Cisco today announced the results of its study into consumer’s thoughts about connected and driverless cars. While a large part of the study focused on the role of technology in the car shopping experience (unsurprisingly, nobody likes car dealerships), the study also looked into drivers’ attitudes about driverless cars. Surprisingly, 57% of all of the respondents said that they would trust driverless cars to drive them around, but there are some clear differences between different markets.

Acceptance for driverless cars seems to be especially strong in emerging markets.
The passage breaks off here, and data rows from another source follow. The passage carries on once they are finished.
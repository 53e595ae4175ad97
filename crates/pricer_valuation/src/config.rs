//! Valuation run configuration.
//!
//! [`ValuationConfig`] collects the settings of a [`Coordinator`](crate::Coordinator):
//! path count, threading and the regression strategy. It can be built
//! fluently with [`ValuationConfigBuilder`] or deserialised from TOML.

use serde::{Deserialize, Serialize};

use crate::error::ConfigurationError;
use crate::regression::{RegressionBasis, RegressionMethod};

/// Maximum number of simulation paths allowed.
pub const MAX_PATHS: usize = 10_000_000;

/// Path count from which the simulation phase runs on several threads.
pub const DEFAULT_SIMULATION_THRESHOLD: usize = 1000;

/// Forward date count from which forward-value regressions run on several threads.
pub const DEFAULT_REGRESSION_THRESHOLD: usize = 20;

/// Valuation settings.
///
/// # Examples
///
/// ```rust
/// use pricer_valuation::{RegressionBasis, ValuationConfig};
///
/// let config = ValuationConfig::builder()
///     .n_paths(5_000)
///     .max_threads(2)
///     .regression_basis(RegressionBasis::Polynomial { order: 3 })
///     .build()
///     .expect("valid configuration");
///
/// assert_eq!(config.n_paths(), 5_000);
/// assert_eq!(config.worker_threads(), 2);
/// ```
#[derive(Clone, Debug, PartialEq, Serialize, Deserialize)]
#[serde(default)]
pub struct ValuationConfig {
    n_paths: usize,
    use_threads: bool,
    max_threads: Option<usize>,
    simulation_threshold: usize,
    regression_threshold: usize,
    regression_basis: RegressionBasis,
    regression_method: RegressionMethod,
}

impl Default for ValuationConfig {
    fn default() -> Self {
        Self {
            n_paths: 10_000,
            use_threads: true,
            max_threads: None,
            simulation_threshold: DEFAULT_SIMULATION_THRESHOLD,
            regression_threshold: DEFAULT_REGRESSION_THRESHOLD,
            regression_basis: RegressionBasis::default(),
            regression_method: RegressionMethod::default(),
        }
    }
}

impl ValuationConfig {
    /// Creates a new configuration builder.
    #[inline]
    pub fn builder() -> ValuationConfigBuilder {
        ValuationConfigBuilder::default()
    }

    /// Returns the number of simulation paths.
    #[inline]
    pub fn n_paths(&self) -> usize {
        self.n_paths
    }

    /// Whether multi-threading is allowed at all.
    #[inline]
    pub fn use_threads(&self) -> bool {
        self.use_threads
    }

    /// Explicit worker thread cap, if one was set.
    #[inline]
    pub fn max_threads(&self) -> Option<usize> {
        self.max_threads
    }

    /// Number of worker threads to use: the cap, or the CPU count.
    pub fn worker_threads(&self) -> usize {
        if !self.use_threads {
            return 1;
        }
        self.max_threads.unwrap_or_else(num_cpus::get).max(1)
    }

    /// Path count from which simulation is multi-threaded.
    #[inline]
    pub fn simulation_threshold(&self) -> usize {
        self.simulation_threshold
    }

    /// Forward date count from which forward regressions are multi-threaded.
    #[inline]
    pub fn regression_threshold(&self) -> usize {
        self.regression_threshold
    }

    /// Basis functions used for all regressions.
    #[inline]
    pub fn regression_basis(&self) -> RegressionBasis {
        self.regression_basis
    }

    /// Least-squares solver.
    #[inline]
    pub fn regression_method(&self) -> RegressionMethod {
        self.regression_method
    }

    /// Replaces the path count. Checked by [`validate`](Self::validate).
    pub fn set_n_paths(&mut self, n_paths: usize) {
        self.n_paths = n_paths;
    }

    /// Enables or disables threading. `None` keeps the current thread cap.
    pub fn set_threadedness(&mut self, use_threads: bool, max_threads: Option<usize>) {
        self.use_threads = use_threads;
        if max_threads.is_some() {
            self.max_threads = max_threads;
        }
    }

    /// Validates the configuration.
    ///
    /// # Errors
    ///
    /// Returns `ConfigurationError` if:
    /// - `n_paths` is 0 or greater than 10,000,000
    /// - `max_threads` is `Some(0)`
    /// - the regression basis has no buckets or order
    pub fn validate(&self) -> Result<(), ConfigurationError> {
        if self.n_paths == 0 || self.n_paths > MAX_PATHS {
            return Err(ConfigurationError::InvalidPathCount(self.n_paths));
        }
        if self.max_threads == Some(0) {
            return Err(ConfigurationError::InvalidThreadCount(0));
        }
        self.regression_basis.validate()
    }
}

/// Builder for [`ValuationConfig`].
#[derive(Clone, Debug, Default)]
pub struct ValuationConfigBuilder {
    config: ValuationConfig,
}

impl ValuationConfigBuilder {
    /// Sets the number of simulation paths.
    #[inline]
    pub fn n_paths(mut self, n_paths: usize) -> Self {
        self.config.n_paths = n_paths;
        self
    }

    /// Enables or disables multi-threading.
    #[inline]
    pub fn use_threads(mut self, use_threads: bool) -> Self {
        self.config.use_threads = use_threads;
        self
    }

    /// Caps the number of worker threads.
    #[inline]
    pub fn max_threads(mut self, max_threads: usize) -> Self {
        self.config.max_threads = Some(max_threads);
        self
    }

    /// Sets the path count from which simulation is multi-threaded.
    #[inline]
    pub fn simulation_threshold(mut self, threshold: usize) -> Self {
        self.config.simulation_threshold = threshold;
        self
    }

    /// Sets the forward date count from which regressions are multi-threaded.
    #[inline]
    pub fn regression_threshold(mut self, threshold: usize) -> Self {
        self.config.regression_threshold = threshold;
        self
    }

    /// Sets the regression basis.
    #[inline]
    pub fn regression_basis(mut self, basis: RegressionBasis) -> Self {
        self.config.regression_basis = basis;
        self
    }

    /// Sets the least-squares solver.
    #[inline]
    pub fn regression_method(mut self, method: RegressionMethod) -> Self {
        self.config.regression_method = method;
        self
    }

    /// Builds and validates the configuration.
    pub fn build(self) -> Result<ValuationConfig, ConfigurationError> {
        self.config.validate()?;
        Ok(self.config)
    }
}
//! Bermudan options on a share.
//!
//! A [`BermudanOption`] has no cashflows of its own. Exercising on date
//! `t_i` enters the [`ExercisePayoff`] of that date, which pays the signed
//! exercise value `±(S(t_i) - K)` one day later. The choice itself is made
//! by the valuation engine through the exercise schedule.

use pricer_core::traits::{ExerciseEvent, ExerciseSchedule, PortfolioEntry, Product};
use pricer_core::types::{Cashflow, Currency, Date, MarketObservable, SimulationError};

use super::error::ProductError;
use super::european::OptionType;

/// Days between an exercise decision and its settlement.
const SETTLEMENT_LAG_DAYS: i64 = 1;

/// Cash settlement of an exercise on one date.
#[derive(Debug, Clone, PartialEq)]
pub struct ExercisePayoff {
    share: MarketObservable,
    currency: Currency,
    option_type: OptionType,
    strike: f64,
    exercise_date: Date,
    settlement_date: Date,
    value_date: Option<Date>,
    spot: Option<f64>,
}

impl ExercisePayoff {
    /// Settlement of an exercise of `option_type` on `exercise_date`.
    ///
    /// # Errors
    ///
    /// - `ProductError::NotAShare` if `share` is not a share
    /// - `ProductError::Date` if the settlement date is out of range
    pub fn new(
        share: MarketObservable,
        option_type: OptionType,
        strike: f64,
        exercise_date: Date,
    ) -> Result<Self, ProductError> {
        let currency = match &share {
            MarketObservable::Share { currency, .. } => *currency,
            _ => return Err(ProductError::NotAShare(share)),
        };
        Ok(Self {
            share,
            currency,
            option_type,
            strike,
            exercise_date,
            settlement_date: exercise_date.add_days(SETTLEMENT_LAG_DAYS)?,
            value_date: None,
            spot: None,
        })
    }

    /// Date on which the exercise value is fixed.
    pub fn exercise_date(&self) -> Date {
        self.exercise_date
    }

    /// Payment date.
    pub fn settlement_date(&self) -> Date {
        self.settlement_date
    }

    fn is_live(&self) -> bool {
        self.value_date.map_or(true, |vd| self.exercise_date > vd)
    }
}

impl Product for ExercisePayoff {
    fn set_value_date(&mut self, value_date: Date) {
        self.value_date = Some(value_date);
    }

    fn reset(&mut self) {
        self.spot = None;
    }

    fn required_indices(&self) -> Vec<MarketObservable> {
        if self.is_live() {
            vec![self.share.clone()]
        } else {
            Vec::new()
        }
    }

    fn required_index_dates(&self, index: &MarketObservable) -> Vec<Date> {
        if self.is_live() && index == &self.share {
            vec![self.exercise_date]
        } else {
            Vec::new()
        }
    }

    fn set_index_values(&mut self, index: &MarketObservable, values: &[f64]) {
        if index == &self.share {
            self.spot = values.first().copied();
        }
    }

    fn cashflows(&self) -> Result<Vec<Cashflow>, SimulationError> {
        if !self.is_live() {
            return Ok(Vec::new());
        }
        let spot = self
            .spot
            .ok_or_else(|| SimulationError::MissingIndexValues(self.share.clone()))?;
        Ok(vec![Cashflow::new(
            self.settlement_date,
            self.option_type.exercise_value(spot, self.strike),
            self.currency,
        )])
    }

    fn cashflow_currencies(&self) -> Vec<Currency> {
        if self.is_live() {
            vec![self.currency]
        } else {
            Vec::new()
        }
    }

    fn cashflow_dates(&self, currency: Currency) -> Vec<Date> {
        if self.is_live() && currency == self.currency {
            vec![self.settlement_date]
        } else {
            Vec::new()
        }
    }

    fn clone_box(&self) -> Box<dyn Product> {
        Box::new(self.clone())
    }
}

/// Bermudan call or put.
///
/// # Examples
///
/// ```
/// use pricer_core::types::{Currency, Date, MarketObservable};
/// use pricer_models::products::{BermudanOption, OptionType};
///
/// let share = MarketObservable::share(Currency::ZAR, "AAA");
/// let dates = vec![
///     Date::from_ymd(2025, 7, 1).unwrap(),
///     Date::from_ymd(2026, 1, 1).unwrap(),
/// ];
/// let entry = BermudanOption::new(share, OptionType::Put, 100.0, dates)
///     .unwrap()
///     .into_entry()
///     .unwrap();
///
/// let schedule = entry.schedule().unwrap();
/// assert_eq!(schedule.post_exercise_products().len(), 2);
/// assert!(schedule.is_long_optionality(Date::from_ymd(2025, 7, 1).unwrap()));
/// ```
#[derive(Debug, Clone, PartialEq)]
pub struct BermudanOption {
    share: MarketObservable,
    option_type: OptionType,
    strike: f64,
    exercise_dates: Vec<Date>,
    long_optionality: bool,
}

impl BermudanOption {
    /// A held option exercisable on `exercise_dates`.
    ///
    /// # Errors
    ///
    /// - `ProductError::NotAShare` if `share` is not a share
    /// - `ProductError::InvalidStrike` for a negative or non-finite strike
    pub fn new(
        share: MarketObservable,
        option_type: OptionType,
        strike: f64,
        exercise_dates: Vec<Date>,
    ) -> Result<Self, ProductError> {
        if !matches!(share, MarketObservable::Share { .. }) {
            return Err(ProductError::NotAShare(share));
        }
        if !(strike.is_finite() && strike >= 0.0) {
            return Err(ProductError::InvalidStrike { strike });
        }
        Ok(Self {
            share,
            option_type,
            strike,
            exercise_dates,
            long_optionality: true,
        })
    }

    /// Sets who owns the exercise decision: `true` for the holder, `false`
    /// when the option has been sold.
    pub fn with_long_optionality(mut self, long_optionality: bool) -> Self {
        self.long_optionality = long_optionality;
        self
    }

    /// Exercise dates as given.
    pub fn exercise_dates(&self) -> &[Date] {
        &self.exercise_dates
    }

    /// The exercise schedule: one settlement product per exercise date.
    ///
    /// # Errors
    ///
    /// `ProductError::Schedule` for an empty or repeated date list.
    pub fn schedule(&self) -> Result<ExerciseSchedule, ProductError> {
        let mut events = Vec::with_capacity(self.exercise_dates.len());
        let mut payoffs: Vec<Box<dyn Product>> = Vec::with_capacity(self.exercise_dates.len());
        for (i, &date) in self.exercise_dates.iter().enumerate() {
            events.push(ExerciseEvent {
                date,
                post_exercise_index: i,
                long_optionality: self.long_optionality,
            });
            payoffs.push(Box::new(ExercisePayoff::new(
                self.share.clone(),
                self.option_type,
                self.strike,
                date,
            )?));
        }
        Ok(ExerciseSchedule::new(events, payoffs)?)
    }

    /// The option as a portfolio entry.
    pub fn into_entry(self) -> Result<PortfolioEntry, ProductError> {
        let schedule = self.schedule()?;
        Ok(PortfolioEntry::early_exercise(self, schedule))
    }
}

impl Product for BermudanOption {
    fn set_value_date(&mut self, _value_date: Date) {}

    fn reset(&mut self) {}

    fn required_indices(&self) -> Vec<MarketObservable> {
        Vec::new()
    }

    fn required_index_dates(&self, _index: &MarketObservable) -> Vec<Date> {
        Vec::new()
    }

    fn set_index_values(&mut self, _index: &MarketObservable, _values: &[f64]) {}

    fn cashflows(&self) -> Result<Vec<Cashflow>, SimulationError> {
        Ok(Vec::new())
    }

    fn cashflow_currencies(&self) -> Vec<Currency> {
        Vec::new()
    }

    fn cashflow_dates(&self, _currency: Currency) -> Vec<Date> {
        Vec::new()
    }

    fn clone_box(&self) -> Box<dyn Product> {
        Box::new(self.clone())
    }
}

#[cfg(test)]
mod tests {
    use super::*;
    use pricer_core::types::ScheduleError;

    fn share() -> MarketObservable {
        MarketObservable::share(Currency::ZAR, "AAA")
    }

    fn date(m: u32) -> Date {
        Date::from_ymd(2025, m, 1).unwrap()
    }

    #[test]
    fn test_payoff_settles_one_day_later_with_sign() {
        let mut payoff = ExercisePayoff::new(share(), OptionType::Call, 100.0, date(6)).unwrap();
        payoff.set_value_date(date(1));
        assert_eq!(payoff.required_index_dates(&share()), vec![date(6)]);
        assert_eq!(payoff.cashflow_dates(Currency::ZAR), vec![Date::from_ymd(2025, 6, 2).unwrap()]);

        payoff.set_index_values(&share(), &[90.0]);
        let cashflows = payoff.cashflows().unwrap();
        assert_eq!(cashflows[0].amount, -10.0);
        assert_eq!(cashflows[0].date, Date::from_ymd(2025, 6, 2).unwrap());
    }

    #[test]
    fn test_schedule_has_one_payoff_per_date() {
        let option =
            BermudanOption::new(share(), OptionType::Put, 100.0, vec![date(9), date(3), date(6)])
                .unwrap()
                .with_long_optionality(false);
        let schedule = option.schedule().unwrap();
        assert_eq!(schedule.exercise_dates(), vec![date(3), date(6), date(9)]);
        assert_eq!(schedule.post_exercise_product_at(date(9)), Some(0));
        assert_eq!(schedule.post_exercise_product_at(date(3)), Some(1));
        assert!(!schedule.is_long_optionality(date(6)));
    }

    #[test]
    fn test_invalid_terms_rejected() {
        assert!(matches!(
            BermudanOption::new(share(), OptionType::Put, -1.0, vec![date(3)]),
            Err(ProductError::InvalidStrike { .. })
        ));
        let fx = MarketObservable::Custom("USDZAR".to_string());
        assert!(matches!(
            BermudanOption::new(fx, OptionType::Put, 1.0, vec![date(3)]),
            Err(ProductError::NotAShare(_))
        ));
        let empty = BermudanOption::new(share(), OptionType::Put, 1.0, Vec::new()).unwrap();
        assert!(matches!(
            empty.schedule(),
            Err(ProductError::Schedule(ScheduleError::NoExerciseDates))
        ));
    }
}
In Brazil, for example, 95% of respondents said they would trust a driverless car, in India 86% would do so and in China, 70% of drivers would be willing up to give control.

In the U.S., however only 60% said they would trust these cars, and 57% of Russians (who may have good reason to think that they need to have full manual control over their cars) said they would consider these automated vehicles. Germans – who still love their manual transmissions – are far more skeptical (37% would trust them). Japan, a country that seems relatively at ease with robots, comes in dead last with 28%.

All of these numbers, by the way, are lower when the researchers asked if drivers would let their kids ride in these vehicles. Still, this clearly shows that there is a market for driverless cars if they ever become available commercially.


With regard to trusting technology, the study also found that 74% of drivers would be fine with their car tracking their driving habits if they could save on insurance and maintenance cost. About 65% of them would also share their height, weight, driving habits and entertainment preferences with the car manufacturers in return for a more custom driving experience.

Bypassing Car Salesmen With Technology

When it comes to buying cars, most people would also be perfectly comfortable doing so without dealing with sales people directly. Half of the respondents in the study said they would prefer an interactive kiosk at the dealership when they have the option to each a live person (in case they really, really, have to talk to somebody). More than half (55%) said they would be happy to use virtual technology, including video chats, to go through the complete purchasing process. Again, consumers in emerging markets are generally more comfortable with this idea than car shoppers in the U.S. or Germany.

Interestingly, shoppers in developing markets like Brazil, India, Russia and China seem to be more comfortable with these technologies. U.S. shoppers usually end up somewhere in the middle when it comes to these stats and German and Japanese shoppers are the least willing to use virtual technologies to buy their cars.

Cisco’s researchers also used this study to stress that a connected car has to offer more than just a router in the vehicle. Cars themselves have been more or less commoditized, so the area where manufacturers (and startups) have a real chance to differentiate themselves is in services, be that helping drivers find parking spots or creating better (and more automated) service networks.